Ce n'est pas Noel pour tout le monde

Publié le 23 Décembre 2010

 

RTE JOURNAL 20 DÉCEMBRE 2010

Chine : la carte des maisons du sang

Écœuré par la multiplication des expropriations d'agriculteurs et les méthodes d'expulsion employées par les autorités, un blogueur chinois a décidé d'agir. Il a créé une carte Google participative intitulée "la carte des maisons de sang" pour recenser les cas d'évictions violentes et éviter qu'elles soient passées sous silence. Sur cette carte, on peut voir très précisément où a eu lieu l'incident, ce qui, selon le blogueur, devrait pousser certaines personnes à ne pas acheter de logements construits sur cette zone. Le site permet également de savoir précisément ce qui s'est passé. Une flamme indique une immolation en joignant différents symboles : le feu, un volcan, une manifestation, un lit, un décès, etc. En réaction à cette carte subversive, la machine propagandiste du régime chinois a fonctionné de manière paradoxale. Certain blogs et articles qui évoquaient cette "carte des maisons du sang" ont été censurés, ainsi que la recherche Google en chinois, qui mène désormais à une page blanche. Pourtant, l'agence de presse officielle Xinhua y avait consacré un long article, toujours accessible, avant la mise en place de la censure. Le blogueur engagé en faveur des paysans expropriés a exceptionnellement accepté de répondre aux questions d'ARTE Journal. Souhaitant rester anonyme, il a choisi le pseudo"Bloody Map". Une interview réalisée par Benoit Guivellic pour ARTE Journal et "Aujourd'hui la Chine".

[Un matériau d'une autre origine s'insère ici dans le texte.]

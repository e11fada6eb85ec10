//! Core library for mirprimer
//!
//! This crate implements the **Functional Core** of the mirprimer application,
//! following the Functional Core - Imperative Shell architectural pattern.
//!
//! # Architecture Overview
//!
//! The mirprimer project uses a two-crate architecture to enforce separation of concerns:
//!
//! - **`mirprimer_core`** (this crate): Pure transformation functions with zero I/O
//! - **`mirprimer`**: File and stdin reading, config loading and rendering (the Imperative Shell)
//!
//! ## Functional Core Principles
//!
//! - **Pure functions**: Same input always produces the same output
//! - **No side effects**: No I/O operations, no external state mutations
//! - **Deterministic**: Building the same input twice yields equal documents
//! - **Testable**: Collaborators are plain closures in tests, no biological rules required
//!
//! # Module Organization
//!
//! - [`line`]: Line classification into [`LineCategory`]
//! - [`document`]: The [`DocumentBuilder`] pipeline and the [`Document`] it produces
//! - [`validate`]: The [`SequenceValidator`] capability and the bundled [`LengthValidator`]
//! - [`transform`]: The [`SequenceTransformer`] capability and the bundled [`StemLoopTransformer`]
//! - [`primer`]: Splitting transformed lines into named primer rows
//! - [`config`]: [`PrimerConfig`], the only knobs the pipeline reads
//!
//! # Example Usage
//!
//! ```rust
//! use mirprimer_core::{BuildError, DocumentBuilder, LineCategory, TransformError};
//!
//! # fn main() -> Result<(), BuildError> {
//! let builder = DocumentBuilder::new(
//!     |_: &str| -> Vec<String> { Vec::new() },
//!     |seq: &str, prefix: &str, suffix: &str| -> Result<String, TransformError> {
//!         Ok(format!("{prefix}{seq}-{suffix}"))
//!     },
//! );
//!
//! let document = builder.build(">mir1 desc\nAUGC", "GG", "CC")?;
//! assert_eq!(document.records()[1].category, LineCategory::Sequence);
//! assert_eq!(document.records()[1].label.as_deref(), Some("_mir1"));
//! assert_eq!(document.records()[1].text, "GGAUGC-CC");
//! # Ok(())
//! # }
//! ```

pub mod config;
pub mod document;
pub mod line;
pub mod primer;
pub mod transform;
pub mod validate;

pub use config::{ConfigError, PrimerConfig};
pub use document::{BuildError, Document, DocumentBuilder, DocumentSummary, LineRecord};
pub use line::{classify, LineCategory};
pub use primer::PrimerPair;
pub use transform::{SequenceTransformer, StemLoopTransformer, TransformError};
pub use validate::{LengthValidator, SequenceValidator};
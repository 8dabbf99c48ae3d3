//! # Hotspots Telegram Bot
//!
//! A Telegram bot that loads the Moscow park Wi-Fi hotspot registry from
//! CSV or JSON files, sorts and filters it per chat and sends the result back
//! in either format.

pub mod bot;
pub mod codec;
pub mod config;
pub mod csv_processing;
pub mod dialogue;
pub mod json_processing;
pub mod localization;
pub mod session_errors;
pub mod wifi_errors;
pub mod wifi_list;
pub mod wifi_model;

Benoit Guivellic pour ARTE Journal : quelle était votre intention en créant cette carte ? 
Bloody Map : "Mon but est de collecter et de lister les cas d'expulsions violentes qui ont ou auront bientôt disparu du champ de vision du public. Il y a des évictions forcées qui se déroulent en ce moment même et qui nécessitent une plus grande couverture médiatique. Pour autant, les répercussions de la "carte des maisons de sang" sont limitées. Les gens ne peuvent pas attendre d'une initiative comme celle-ci qu'elle suscite suffisamment d'attention pour mettre fin aux expulsions forcées actuelles. Le but de cette carte est plutôt de présenter des preuves, pour permettre aux consommateurs de prendre leurs décisions". 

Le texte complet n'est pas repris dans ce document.